Do que lembramos quando pensamos em JRPGs? O cenário mais usual que se imagina é um mundo semi-medieval com influências (consideravelmente perdidas) de Tolkien ou D&D, onde espadas, mágicas e relacionados são lugar-comum. Ocasionalmente aparece um que se aventura no sci-fi ou steampunk, mas tem 98% de chance da arma do personagem principal ainda ser – adivinha! – uma merda duma espada.

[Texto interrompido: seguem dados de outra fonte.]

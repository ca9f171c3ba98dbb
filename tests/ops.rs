mod common;

use std::sync::Arc;

use blobstream::{ops, EngineConfig, Error, ObjectIo, OpenOptions, Registry};

use common::{payload, MockDriver, MockFactory};

fn registry() -> Registry {
    Registry::with_default_drivers(EngineConfig {
        buffer_size: 16,
        max_buffers: 0,
        max_workers: Some(4),
    })
}

async fn put(registry: &Registry, name: &str, data: &[u8]) {
    let mut writer = registry.open(name, OpenOptions::write()).await.unwrap();
    writer.write(data).await.unwrap();
    writer.close().await.unwrap();
}

async fn populated() -> Registry {
    let registry = registry();
    put(&registry, "mem://bucket/top.txt", b"top").await;
    put(&registry, "mem://bucket/dir/a.txt", &payload(40)).await;
    put(&registry, "mem://bucket/dir/sub/b.txt", b"b").await;
    registry
}

#[tokio::test]
async fn test_stat_and_sizes() {
    let registry = populated().await;

    assert!(ops::exists(&registry, "mem://bucket/dir/a.txt").await.unwrap());
    assert!(!ops::exists(&registry, "mem://bucket/nope.txt").await.unwrap());
    assert!(!ops::exists(&registry, "mem://nobucket/key").await.unwrap());
    assert_eq!(ops::getsize(&registry, "mem://bucket/dir/a.txt").await.unwrap(), 40);
    assert!(ops::getmtime(&registry, "mem://bucket/top.txt").await.is_ok());

    let meta = ops::stat(&registry, "mem://bucket/top.txt").await.unwrap();
    assert_eq!(meta.size, 3);
    assert!(meta.etag.is_some());
    assert!(ops::stat(&registry, "mem://bucket/nope.txt").await.unwrap_err().is_not_found());
}

#[tokio::test]
async fn test_files_and_directories() {
    let registry = populated().await;

    assert!(ops::isfile(&registry, "mem://bucket/dir/a.txt").await.unwrap());
    assert!(!ops::isfile(&registry, "mem://bucket/dir").await.unwrap());
    assert!(!ops::isfile(&registry, "mem://bucket/dir/").await.unwrap());

    assert!(ops::isdir(&registry, "mem://bucket").await.unwrap());
    assert!(ops::isdir(&registry, "mem://bucket/dir").await.unwrap());
    assert!(ops::isdir(&registry, "mem://bucket/dir/sub/").await.unwrap());
    assert!(!ops::isdir(&registry, "mem://bucket/dir/a.txt").await.unwrap());
    assert!(!ops::isdir(&registry, "mem://bucket/missing").await.unwrap());
}

#[tokio::test]
async fn test_listdir_first_level() {
    let registry = populated().await;

    assert_eq!(ops::listdir(&registry, "mem://").await.unwrap(), vec!["bucket/"]);
    assert_eq!(
        ops::listdir(&registry, "mem://bucket").await.unwrap(),
        vec!["dir/", "top.txt"]
    );
    assert_eq!(
        ops::listdir(&registry, "mem://bucket/dir/").await.unwrap(),
        vec!["a.txt", "sub/"]
    );
    assert!(ops::listdir(&registry, "mem://missing").await.unwrap_err().is_not_found());
    assert!(ops::listdir(&registry, "mem://bucket/nope").await.unwrap_err().is_not_found());
}

#[tokio::test]
async fn test_make_dir_and_remove() {
    let registry = populated().await;

    ops::make_dir(&registry, "mem://fresh").await.unwrap();
    assert!(ops::isdir(&registry, "mem://fresh").await.unwrap());

    ops::make_dir(&registry, "mem://bucket/empty").await.unwrap();
    assert!(ops::isdir(&registry, "mem://bucket/empty").await.unwrap());
    assert!(ops::listdir(&registry, "mem://bucket/empty").await.unwrap().is_empty());
    assert_eq!(
        ops::listdir(&registry, "mem://bucket").await.unwrap(),
        vec!["dir/", "empty/", "top.txt"]
    );

    ops::remove(&registry, "mem://bucket/top.txt").await.unwrap();
    assert!(!ops::exists(&registry, "mem://bucket/top.txt").await.unwrap());
    assert!(ops::remove(&registry, "mem://bucket/top.txt").await.unwrap_err().is_not_found());
}

#[tokio::test]
async fn test_copy_within_memory_store() {
    let registry = populated().await;
    ops::copy(&registry, "mem://bucket/dir/a.txt", "mem://other/a.txt").await.unwrap();

    let mut reader = registry.open("mem://other/a.txt", OpenOptions::read()).await.unwrap();
    assert_eq!(reader.read(None).await.unwrap(), &payload(40)[..]);
}

#[tokio::test]
async fn test_copy_uses_server_side_copy() {
    let registry = registry();
    let driver = Arc::new(MockDriver::new().with_object("bucket/src", payload(40)));
    registry.register_factory(Arc::new(MockFactory(driver.clone())));

    ops::copy(&registry, "mock://bucket/src", "mock://bucket/dst").await.unwrap();
    assert_eq!(MockDriver::count(&driver.copies), 1);
    assert_eq!(MockDriver::count(&driver.chunk_calls), 0);
    assert_eq!(driver.object("bucket/dst").unwrap(), &payload(40)[..]);
}

#[tokio::test]
async fn test_copy_falls_back_to_streams() {
    let registry = registry();
    let driver = Arc::new(MockDriver {
        server_side_copy: false,
        ..MockDriver::new().with_object("bucket/src", payload(40))
    });
    registry.register_factory(Arc::new(MockFactory(driver.clone())));

    ops::copy(&registry, "mock://bucket/src", "mock://bucket/dst").await.unwrap();
    assert_eq!(MockDriver::count(&driver.copies), 0);
    assert_eq!(driver.object("bucket/dst").unwrap(), &payload(40)[..]);
}

#[tokio::test]
async fn test_getmtime_without_timestamp() {
    let registry = registry();
    let driver = Arc::new(MockDriver::new().with_object("bucket/src", payload(4)));
    registry.register_factory(Arc::new(MockFactory(driver)));

    assert!(matches!(
        ops::getmtime(&registry, "mock://bucket/src").await,
        Err(Error::Unsupported(_))
    ));
}
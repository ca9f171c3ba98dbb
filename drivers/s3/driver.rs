//! S3驱动核心实现
//!
//! - 路径格式: `bucket/key`，Bucket客户端按需创建并缓存
//! - 分片上传: write_chunk → put_multipart_chunk，commit → complete_multipart_upload
//! - 状态码手动检查（未启用 fail-on-err）

use std::collections::{BTreeMap, HashMap};

use anyhow::anyhow;
use async_trait::async_trait;
use bytes::Bytes;
use chrono::{DateTime, Utc};
use futures::stream::{self, StreamExt};
use parking_lot::Mutex;
use s3::bucket::Bucket;
use s3::creds::Credentials;
use s3::serde_types::Part;
use s3::Region;

use super::config::{S3Config, MINIMUM_PART_SIZE};
use crate::error::{Error, Result};
use crate::storage::path::split_locator;
use crate::storage::{BlobKind, Capability, ChunkToken, ListStream, ObjectMeta, Root, StorageDriver};

const CONTENT_TYPE: &str = "application/octet-stream";

/// S3驱动
pub struct S3Driver {
    config: S3Config,
    region: Region,
    credentials: Credentials,
    buckets: Mutex<HashMap<String, Box<Bucket>>>,
    /// Object path -> multipart upload id
    uploads: tokio::sync::Mutex<HashMap<String, String>>,
}

impl S3Driver {
    /// 创建新的S3驱动实例
    pub fn new(config: S3Config, unsecure: bool) -> Result<Self> {
        let credentials = if config.access_key_id.is_empty() {
            Credentials::anonymous()
        } else {
            Credentials::new(
                Some(&config.access_key_id),
                Some(&config.secret_access_key),
                if config.session_token.is_empty() { None } else { Some(&config.session_token) },
                None,
                None,
            )
        }
        .map_err(|e| anyhow!("创建S3凭证失败: {}", e))?;

        let region = Region::Custom {
            region: config.region.clone(),
            endpoint: config.endpoint_url(unsecure),
        };

        Ok(Self {
            config,
            region,
            credentials,
            buckets: Mutex::new(HashMap::new()),
            uploads: tokio::sync::Mutex::new(HashMap::new()),
        })
    }

    /// Bucket客户端（缓存）
    fn bucket(&self, name: &str) -> Result<Box<Bucket>> {
        let mut buckets = self.buckets.lock();
        if let Some(bucket) = buckets.get(name) {
            return Ok(bucket.clone());
        }
        let bucket = Bucket::new(name, self.region.clone(), self.credentials.clone())
            .map_err(|e| anyhow!("创建S3 Bucket失败: {}", e))?;
        let bucket = if self.config.force_path_style {
            bucket.with_path_style()
        } else {
            bucket
        };
        buckets.insert(name.to_string(), bucket.clone());
        Ok(bucket)
    }

    /// Bucket client and object key of a driver path
    fn locate<'a>(&self, path: &'a str) -> Result<(Box<Bucket>, &'a str)> {
        let (bucket, key) = split_locator(path);
        if bucket.is_empty() || key.is_empty() {
            return Err(Error::InvalidArgument(format!("{:?} is not a bucket/key path", path)));
        }
        Ok((self.bucket(bucket)?, key))
    }

    /// Multipart upload id of `path`, initiating the upload on first use
    async fn upload_id(&self, bucket: &Bucket, path: &str, key: &str) -> Result<String> {
        let mut uploads = self.uploads.lock().await;
        if let Some(upload_id) = uploads.get(path) {
            return Ok(upload_id.clone());
        }
        let response = bucket
            .initiate_multipart_upload(key, CONTENT_TYPE)
            .await
            .map_err(|e| anyhow!("初始化分片上传失败: {}", e))?;
        tracing::debug!("S3分片上传开始: key={}, upload_id={}", key, response.upload_id);
        uploads.insert(path.to_string(), response.upload_id.clone());
        Ok(response.upload_id)
    }
}

fn check_status(status: u16, path: &str, action: &str) -> Result<()> {
    match status {
        200..=299 => Ok(()),
        404 => Err(Error::not_found(path)),
        401 | 403 => Err(Error::PermissionDenied(path.to_string())),
        _ => Err(Error::Transfer(anyhow!("S3 {} {} failed: HTTP {}", action, path, status))),
    }
}

/// List results carry RFC 3339 dates, HEAD responses HTTP dates
fn parse_date(value: &str) -> Option<DateTime<Utc>> {
    DateTime::parse_from_rfc3339(value)
        .or_else(|_| DateTime::parse_from_rfc2822(value))
        .ok()
        .map(|date| date.with_timezone(&Utc))
}

#[async_trait]
impl StorageDriver for S3Driver {
    fn name(&self) -> &str {
        "s3"
    }

    fn capabilities(&self) -> Capability {
        Capability {
            can_range_read: true,
            can_write: true,
            can_multipart_upload: true,
            can_server_side_copy: true,
            can_list: true,
        }
    }

    fn roots(&self) -> Vec<Root> {
        vec![Root::prefix("s3://")]
    }

    fn minimum_buffer_size(&self) -> usize {
        MINIMUM_PART_SIZE
    }

    async fn head_object(&self, path: &str) -> Result<ObjectMeta> {
        let (bucket, key) = self.locate(path)?;
        let (head, status) = bucket
            .head_object(key)
            .await
            .map_err(|e| anyhow!("获取S3对象信息失败: {}", e))?;
        check_status(status, path, "HEAD")?;

        let mut properties = BTreeMap::new();
        if let Some(content_type) = &head.content_type {
            properties.insert("content-type".to_string(), content_type.clone());
        }
        Ok(ObjectMeta {
            size: head.content_length.unwrap_or(0).max(0) as u64,
            modified: head.last_modified.as_deref().and_then(parse_date),
            etag: head.e_tag.clone(),
            is_dir: key.ends_with('/'),
            blob_kind: None,
            properties,
        })
    }

    async fn head_locator(&self, locator: &str) -> Result<ObjectMeta> {
        let name = locator.trim_end_matches('/');
        let exists = self
            .bucket(name)?
            .exists()
            .await
            .map_err(|e| anyhow!("检查S3存储桶失败: {}", e))?;
        if !exists {
            return Err(Error::not_found(name));
        }
        Ok(ObjectMeta::dir())
    }

    async fn list_objects(&self, path: &str, max_entries: Option<usize>) -> Result<ListStream> {
        let (bucket_name, prefix) = split_locator(path);
        if bucket_name.is_empty() {
            return Err(Error::unsupported("listing S3 buckets"));
        }
        let bucket = self.bucket(bucket_name)?;
        let results = bucket
            .list(prefix.to_string(), None)
            .await
            .map_err(|e| anyhow!("列出S3对象失败: {}", e))?;

        let mut entries = Vec::new();
        for result in results {
            for object in result.contents {
                let Some(name) = object.key.strip_prefix(prefix) else {
                    continue;
                };
                if name.is_empty() {
                    continue;
                }
                let meta = if name.ends_with('/') {
                    ObjectMeta::dir()
                } else {
                    ObjectMeta {
                        size: object.size as u64,
                        modified: parse_date(&object.last_modified),
                        etag: object.e_tag.clone(),
                        ..Default::default()
                    }
                };
                entries.push(Ok((name.to_string(), meta)));
            }
        }

        if entries.is_empty() && !prefix.is_empty() {
            return Err(Error::not_found(path));
        }
        let limit = max_entries.unwrap_or(usize::MAX);
        Ok(stream::iter(entries).take(limit).boxed())
    }

    async fn read_range(&self, path: &str, start: u64, end: Option<u64>) -> Result<Bytes> {
        if matches!(end, Some(end) if end <= start) {
            return Ok(Bytes::new());
        }
        let (bucket, key) = self.locate(path)?;
        // rust-s3 ranges are inclusive
        let response = bucket
            .get_object_range(key, start, end.map(|end| end - 1))
            .await
            .map_err(|e| anyhow!("获取S3对象失败: {}", e))?;
        if response.status_code() == 416 {
            return Ok(Bytes::new());
        }
        check_status(response.status_code(), path, "GET")?;
        Ok(Bytes::copy_from_slice(response.bytes()))
    }

    async fn read_all(&self, path: &str) -> Result<Bytes> {
        let (bucket, key) = self.locate(path)?;
        let response = bucket
            .get_object(key)
            .await
            .map_err(|e| anyhow!("获取S3对象失败: {}", e))?;
        check_status(response.status_code(), path, "GET")?;
        Ok(Bytes::copy_from_slice(response.bytes()))
    }

    async fn write_chunk(&self, path: &str, data: Bytes, sequence: u64) -> Result<ChunkToken> {
        let (bucket, key) = self.locate(path)?;
        let upload_id = self.upload_id(&bucket, path, key).await?;
        let part_number = (sequence + 1) as u32;

        tracing::debug!("S3上传分片: key={}, part={}, size={}", key, part_number, data.len());
        let part = bucket
            .put_multipart_chunk(data.to_vec(), key, part_number, &upload_id, CONTENT_TYPE)
            .await
            .map_err(|e| anyhow!("上传分片失败: part={}, error={}", part_number, e))?;

        Ok(ChunkToken { sequence, etag: part.etag })
    }

    async fn write_whole(&self, path: &str, data: Bytes, _kind: BlobKind) -> Result<()> {
        let (bucket, key) = self.locate(path)?;
        let response = bucket
            .put_object_with_content_type(key, &data, CONTENT_TYPE)
            .await
            .map_err(|e| anyhow!("上传S3对象失败: {}", e))?;
        check_status(response.status_code(), path, "PUT")
    }

    async fn commit(&self, path: &str, tokens: Vec<ChunkToken>, _kind: BlobKind) -> Result<()> {
        let (bucket, key) = self.locate(path)?;
        let upload_id = self
            .uploads
            .lock()
            .await
            .remove(path)
            .ok_or_else(|| Error::Transfer(anyhow!("no multipart upload in progress for {}", path)))?;

        let parts: Vec<Part> = tokens
            .into_iter()
            .map(|token| Part {
                part_number: (token.sequence + 1) as u32,
                etag: token.etag,
            })
            .collect();
        let response = bucket
            .complete_multipart_upload(key, &upload_id, parts)
            .await
            .map_err(|e| anyhow!("完成分片上传失败: {}", e))?;
        check_status(response.status_code(), path, "complete multipart upload")?;

        tracing::debug!("S3分片上传完成: key={}", key);
        Ok(())
    }

    async fn abort(&self, path: &str) -> Result<()> {
        let Some(upload_id) = self.uploads.lock().await.remove(path) else {
            return Ok(());
        };
        let (bucket, key) = self.locate(path)?;
        bucket
            .abort_upload(key, &upload_id)
            .await
            .map_err(|e| anyhow!("取消分片上传失败: {}", e))?;
        tracing::debug!("S3分片上传取消: key={}", key);
        Ok(())
    }

    async fn make_dir(&self, path: &str) -> Result<()> {
        let (bucket_name, key) = split_locator(path);
        if key.is_empty() {
            return Err(Error::unsupported(format!("creating bucket {}", bucket_name)));
        }
        let marker = format!("{}/", key.trim_end_matches('/'));
        let response = self
            .bucket(bucket_name)?
            .put_object(&marker, &[])
            .await
            .map_err(|e| anyhow!("创建S3目录失败: {}", e))?;
        check_status(response.status_code(), path, "PUT")
    }

    async fn remove(&self, path: &str) -> Result<()> {
        let (bucket, key) = self.locate(path)?;
        let response = bucket
            .delete_object(key)
            .await
            .map_err(|e| anyhow!("删除S3对象失败: {}", e))?;
        check_status(response.status_code(), path, "DELETE")
    }

    /// S3 CopyObject，仅支持同一存储桶内复制
    async fn copy(&self, src: &str, dst: &str) -> Result<bool> {
        let (src_bucket, src_key) = split_locator(src);
        let (dst_bucket, dst_key) = split_locator(dst);
        if src_bucket != dst_bucket || src_key.is_empty() || dst_key.is_empty() {
            return Ok(false);
        }

        // copy_object_internal的from参数需要URL编码（中文等非ASCII字符）
        let encoded_src = urlencoding::encode(src_key);
        tracing::debug!("S3 CopyObject: src_key={}, dst_key={}", src_key, dst_key);
        let status = self
            .bucket(src_bucket)?
            .copy_object_internal(&encoded_src, dst_key)
            .await
            .map_err(|e| anyhow!("S3 CopyObject失败: {}", e))?;
        check_status(status, src, "CopyObject")?;
        Ok(true)
    }
}
//! Error taxonomy shared by the registry, the streams and the drivers / 错误类型

use std::io;

/// Library result alias / 结果类型
pub type Result<T, E = Error> = std::result::Result<T, E>;

#[derive(thiserror::Error, Debug)]
pub enum Error {
    /// Open mode contains none of `r`, `w`, `a`
    #[error("invalid mode \"{0}\"")]
    InvalidMode(String),

    /// Provider cannot be inferred, or the configuration is unusable
    #[error("configuration error: {0}")]
    Config(String),

    /// No factory registered for the provider name
    #[error("storage provider not found: {0}")]
    ProviderNotFound(String),

    /// Missing object, locator or prefix
    #[error("object not found: {0}")]
    NotFound(String),

    #[error("permission denied: {0}")]
    PermissionDenied(String),

    /// Seek/tell on a non-seekable stream, write on a read-only provider, ...
    #[error("unsupported operation: {0}")]
    Unsupported(String),

    #[error("invalid argument: {0}")]
    InvalidArgument(String),

    #[error("I/O operation on closed stream")]
    Closed,

    /// Any network or provider failure during a transfer
    #[error("transfer failed: {0:#}")]
    Transfer(#[from] anyhow::Error),
}

impl Error {
    pub fn unsupported(operation: impl Into<String>) -> Self {
        Error::Unsupported(operation.into())
    }

    pub fn not_found(path: impl Into<String>) -> Self {
        Error::NotFound(path.into())
    }

    pub fn is_not_found(&self) -> bool {
        matches!(self, Error::NotFound(_))
    }

    pub fn is_unsupported(&self) -> bool {
        matches!(self, Error::Unsupported(_))
    }
}

impl From<Error> for io::Error {
    fn from(error: Error) -> Self {
        let kind = match &error {
            Error::NotFound(_) => io::ErrorKind::NotFound,
            Error::PermissionDenied(_) => io::ErrorKind::PermissionDenied,
            Error::Unsupported(_) => io::ErrorKind::Unsupported,
            Error::InvalidMode(_) | Error::InvalidArgument(_) => io::ErrorKind::InvalidInput,
            _ => io::ErrorKind::Other,
        };
        io::Error::new(kind, error)
    }
}
//! Buffered object stream / 缓冲对象流
//!
//! Writes are cut into `buffer_size` chunks uploaded concurrently with
//! `write_chunk` and assembled by `commit`, ordered by sequence. At most
//! `max_buffers` chunks are in flight; `write` waits for one to finish once
//! the bound is reached. An object that fits in one chunk is uploaded with a
//! single `write_whole`.
//!
//! Reads are served from a window of `max_buffers` prefetched chunks aligned
//! on `buffer_size`. A fully consumed chunk is dropped and the chunk
//! `max_buffers` positions further is requested; a read or seek outside the
//! window re-centres it and aborts the chunks that fell out.

use std::collections::BTreeMap;
use std::io::SeekFrom;

use anyhow::anyhow;
use async_trait::async_trait;
use bytes::{Bytes, BytesMut};
use futures::stream::{FuturesUnordered, StreamExt};

use super::base::{ObjectTarget, OpenMode, StreamBase};
use super::pool::{joined, Pending, WorkerPool};
use super::ObjectIo;
use crate::config::DEFAULT_BUFFER_SIZE;
use crate::error::{Error, Result};
use crate::storage::{select_blob_kind, BlobKind, ChunkToken};

/// Engine settings of one buffered stream / 缓冲参数
#[derive(Debug, Clone)]
pub struct BufferedOptions {
    pub buffer_size: usize,
    /// 0: unbounded when writing, whole object when reading
    pub max_buffers: usize,
    pub max_workers: Option<usize>,
    pub blob_kind: Option<BlobKind>,
}

impl Default for BufferedOptions {
    fn default() -> Self {
        Self {
            buffer_size: DEFAULT_BUFFER_SIZE,
            max_buffers: 0,
            max_workers: None,
            blob_kind: None,
        }
    }
}

/// Everything a chunk task needs
struct Transfer {
    target: ObjectTarget,
    pool: WorkerPool,
    buffer_size: usize,
    max_buffers: usize,
    blob_kind: BlobKind,
}

enum Slot {
    Pending(Pending<Bytes>),
    Ready(Bytes),
}

struct ReadState {
    size: u64,
    /// Chunk start offset -> chunk
    window: BTreeMap<u64, Slot>,
}

impl ReadState {
    fn submit(&mut self, transfer: &Transfer, start: u64) {
        let end = start.saturating_add(transfer.buffer_size as u64).min(self.size);
        let driver = transfer.target.driver.clone();
        let path = transfer.target.path.clone();
        tracing::debug!("Prefetching {} [{}, {})", transfer.target.name, start, end);
        let handle = transfer
            .pool
            .submit(async move { driver.read_range(&path, start, Some(end)).await });
        self.window.insert(start, Slot::Pending(handle));
    }

    /// Move the window to the chunk holding `position`
    fn recentre(&mut self, transfer: &Transfer, position: u64) {
        let chunk = transfer.buffer_size as u64;
        let first = position - position % chunk;
        let wanted: Vec<u64> = (0..transfer.max_buffers as u64)
            .map(|i| first + i * chunk)
            .take_while(|start| *start < self.size)
            .collect();

        self.window.retain(|start, slot| {
            let keep = wanted.contains(start);
            if !keep {
                if let Slot::Pending(handle) = slot {
                    handle.abort();
                }
            }
            keep
        });
        for start in wanted {
            if !self.window.contains_key(&start) {
                self.submit(transfer, start);
            }
        }
    }

    /// Wait for the chunk at `start`
    async fn chunk(&mut self, start: u64) -> Result<Bytes> {
        let slot = self
            .window
            .get_mut(&start)
            .ok_or_else(|| Error::Transfer(anyhow!("chunk at {} is not in the read window", start)))?;
        let result = match slot {
            Slot::Ready(data) => return Ok(data.clone()),
            Slot::Pending(handle) => joined(handle.await),
        };
        match result {
            Ok(data) => {
                *slot = Slot::Ready(data.clone());
                Ok(data)
            }
            Err(e) => {
                self.window.remove(&start);
                Err(e)
            }
        }
    }

    /// Slide the window past a fully consumed chunk
    fn consumed(&mut self, transfer: &Transfer, start: u64) {
        self.window.remove(&start);
        let span = (transfer.buffer_size as u64).saturating_mul(transfer.max_buffers as u64);
        let next = start.saturating_add(span);
        if next < self.size && !self.window.contains_key(&next) {
            self.submit(transfer, next);
        }
    }

    fn clear(&mut self) {
        for slot in self.window.values() {
            if let Slot::Pending(handle) = slot {
                handle.abort();
            }
        }
        self.window.clear();
    }
}

struct WriteState {
    buffer: BytesMut,
    /// Next chunk sequence; also the number of chunks submitted
    sequence: u64,
    pending: FuturesUnordered<Pending<(u64, ChunkToken)>>,
    /// Finished chunks keyed by the sequence assigned at submission
    tokens: Vec<(u64, ChunkToken)>,
    failed: bool,
}

impl WriteState {
    fn new(buffer_size: usize) -> Self {
        Self {
            buffer: BytesMut::with_capacity(buffer_size),
            sequence: 0,
            pending: FuturesUnordered::new(),
            tokens: Vec::new(),
            failed: false,
        }
    }

    fn ensure_usable(&self) -> Result<()> {
        if self.failed {
            return Err(Error::Transfer(anyhow!("a previous chunk upload of this stream failed")));
        }
        Ok(())
    }

    /// Freeze the accumulator into the next chunk and hand it to the pool
    async fn submit(&mut self, transfer: &Transfer) -> Result<()> {
        if transfer.max_buffers > 0 {
            while self.pending.len() >= transfer.max_buffers {
                self.complete_one(transfer).await?;
            }
        }

        let chunk = self.buffer.split().freeze();
        self.buffer.reserve(transfer.buffer_size);
        let sequence = self.sequence;
        self.sequence += 1;

        let driver = transfer.target.driver.clone();
        let path = transfer.target.path.clone();
        tracing::debug!(
            "Submitting chunk {} of {} ({} bytes)",
            sequence,
            transfer.target.name,
            chunk.len()
        );
        self.pending.push(
            transfer
                .pool
                .submit(async move {
                    let token = driver.write_chunk(&path, chunk, sequence).await?;
                    Ok((sequence, token))
                }),
        );
        Ok(())
    }

    /// Collect the next finished chunk, false when nothing is pending
    async fn complete_one(&mut self, transfer: &Transfer) -> Result<bool> {
        let Some(result) = self.pending.next().await else {
            return Ok(false);
        };
        match joined(result) {
            Ok(finished) => {
                self.tokens.push(finished);
                Ok(true)
            }
            Err(e) => {
                self.fail(transfer).await;
                Err(e)
            }
        }
    }

    async fn drain(&mut self, transfer: &Transfer) -> Result<()> {
        while self.complete_one(transfer).await? {}
        Ok(())
    }

    async fn fail(&mut self, transfer: &Transfer) {
        self.failed = true;
        for handle in self.pending.iter() {
            handle.abort();
        }
        self.pending.clear();
        self.buffer.clear();
        if let Err(e) = transfer.target.driver.abort(&transfer.target.path).await {
            tracing::warn!("Failed to abort upload of {}: {}", transfer.target.name, e);
        }
    }

    async fn finish(&mut self, transfer: &Transfer) -> Result<()> {
        self.ensure_usable()?;
        let target = &transfer.target;

        if self.sequence == 0 {
            let data = self.buffer.split().freeze();
            tracing::debug!("Uploading {} in one piece ({} bytes)", target.name, data.len());
            return target.driver.write_whole(&target.path, data, transfer.blob_kind).await;
        }

        if !self.buffer.is_empty() {
            self.submit(transfer).await?;
        }
        self.drain(transfer).await?;

        let mut finished = std::mem::take(&mut self.tokens);
        finished.sort_by_key(|(sequence, _)| *sequence);
        let tokens: Vec<ChunkToken> = finished.into_iter().map(|(_, token)| token).collect();
        tracing::debug!("Committing {} chunks of {}", tokens.len(), target.name);
        if let Err(e) = target.driver.commit(&target.path, tokens, transfer.blob_kind).await {
            self.fail(transfer).await;
            return Err(e);
        }
        Ok(())
    }

    fn has_unflushed(&self) -> bool {
        !self.failed && (!self.buffer.is_empty() || self.sequence > 0)
    }
}

enum State {
    Read(ReadState),
    Write(WriteState),
}

/// Chunked stream over a worker pool / 分片并发对象流
pub struct BufferedStream {
    base: StreamBase,
    transfer: Transfer,
    state: State,
}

Diferente desses, EarthBound se passa em um mundo contemporâneo. A história acontece no ano de “199X”, uma época na qual as pessoas ainda saíam de casa para salvar o mundo ao invés de ficar na internet o dia inteiro, e Eagleland (atenção no nome!) representa uma pseudo-América do Norte. Ness, o personagem principal, usa um boné e tacos de Baseball como seus equipamentos de ataque e defesa e tem que ligar para a mãe periodicamente para não ficar sentindo saudade de casa. Seus inimigos alternam dentre animais possuídos, hippies e cultistas ensandecidos, OVNIs bonitinhos e táxis desgovernados; a moeda corrente é o dólar, que seu sempre ausente pai deposita em sua conta para ser extraído em caixas eletrônicos. As cidades alternernam dentre subúrbios americanos, cidades zumbi, metrópoles enormes e colônias de férias; você recupera sua energia em hotéis, compra equipamentos em lojas de conveniência e itens de recuperação em cadeias de fast-food (segundo estudiosos, em 199X a galera “tava nei aí” para gorduras trans). Suas habilidades tais como magia de cura e ataque são poderes psíquicos de telecinesia.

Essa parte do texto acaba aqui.